Work to complete » Copy every line of the material precisely.

Dataset »
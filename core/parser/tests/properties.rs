//! FILENAME: core/parser/tests/properties.rs
//! PURPOSE: Structural properties that must hold for every input.

mod common;

use common::{operand_token_count, INVALID_INPUTS, VALID_INPUTS};
use expr_parser::{parse, tokenize, ParseError};

#[test]
fn leaf_count_matches_operand_tokens() {
    for input in VALID_INPUTS {
        let program = parse(input).unwrap();
        assert_eq!(
            program.leaf_count(),
            operand_token_count(input),
            "leaf count for {:?}",
            input
        );
    }
}

#[test]
fn internal_nodes_fewer_than_tokens() {
    for input in VALID_INPUTS {
        let program = parse(input).unwrap();
        let token_count = tokenize(input).unwrap().len();
        assert!(
            program.internal_count() < token_count,
            "{:?}: {} internal nodes, {} tokens",
            input,
            program.internal_count(),
            token_count
        );
    }
}

#[test]
fn tokenizing_is_idempotent() {
    for input in VALID_INPUTS {
        assert_eq!(tokenize(input).unwrap(), tokenize(input).unwrap());
    }
}

#[test]
fn token_sequence_ends_with_single_eof() {
    for input in VALID_INPUTS {
        let tokens = tokenize(input).unwrap();
        let eof_count = tokens.iter().filter(|t| t.is_eof()).count();
        assert_eq!(eof_count, 1);
        assert!(tokens.last().unwrap().is_eof());
    }
}

#[test]
fn printed_form_parses_to_same_tree() {
    for input in VALID_INPUTS {
        let program = parse(input).unwrap();
        let reparsed = parse(&program.to_string()).unwrap();
        assert_eq!(program, reparsed, "round trip of {:?}", input);
    }
}

#[test]
fn errors_point_at_offending_input() {
    for (input, position) in INVALID_INPUTS {
        let err: ParseError = parse(input).unwrap_err();
        assert_eq!(err.position(), *position, "error position for {:?}", input);
    }
}

#[test]
fn json_form_deserializes_to_same_tree() {
    for input in VALID_INPUTS {
        let program = parse(input).unwrap();
        let json = serde_json::to_string(&program).unwrap();
        let back: expr_parser::Program = serde_json::from_str(&json).unwrap();
        assert_eq!(program, back);
    }
}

Completed task »
filename core/parser/tests/properties.rs
//! FILENAME: core/parser/tests/properties.rs
//! PURPOSE: Structural properties that must hold for every input.

mod common;

use common::{operand_token_count, INVALID_INPUTS, VALID_INPUTS};
use expr_parser::{parse, tokenize, ParseError};

#[test]
fn leaf_count_matches_operand_tokens() {
    for input in VALID_INPUTS {
        let program = parse(input).unwrap();
        assert_eq!(
            program.leaf_count(),
            operand_token_count(input),
            "leaf count for {:?}",
            input
        );
    }
}

#[test]
fn internal_nodes_fewer_than_tokens() {
    for input in VALID_INPUTS {
        let program = parse(input).unwrap();
        let token_count = tokenize(input).unwrap().len();
        assert!(
            program.internal_count() < token_count,
            "{:?}: {} internal nodes, {} tokens",
            input,
            program.internal_count(),
            token_count
        );
    }
}

#[test]
fn tokenizing_is_idempotent() {
    for input in VALID_INPUTS {
        assert_eq!(tokenize(input).unwrap(), tokenize(input).unwrap());
    }
}

#[test]
fn token_sequence_ends_with_single_eof() {
    for input in VALID_INPUTS {
        let tokens = tokenize(input).unwrap();
        let eof_count = tokens.iter().filter(|t| t.is_eof()).count();
        assert_eq!(eof_count, 1);
        assert!(tokens.last().unwrap().is_eof());
    }
}

#[test]
fn printed_form_parses_to_same_tree() {
    for input in VALID_INPUTS {
        let program = parse(input).unwrap();
        let reparsed = parse(&program.to_string()).unwrap();
        assert_eq!(program, reparsed, "round trip of {:?}", input);
    }
}

#[test]
fn errors_point_at_offending_input() {
    for (input, position) in INVALID_INPUTS {
        let err: ParseError = parse(input).unwrap_err();
        assert_eq!(err.position(), *position, "error position for {:?}", input);
    }
}

#[test]
fn json_form_deserializes_to_same_tree() {
    for input in VALID_INPUTS {
        let program = parse(input).unwrap();
        let json = serde_json::to_string(&program).unwrap();
        let back: expr_parser::Program = serde_json::from_str(&json).unwrap();
        assert_eq!(program, back);
    }
}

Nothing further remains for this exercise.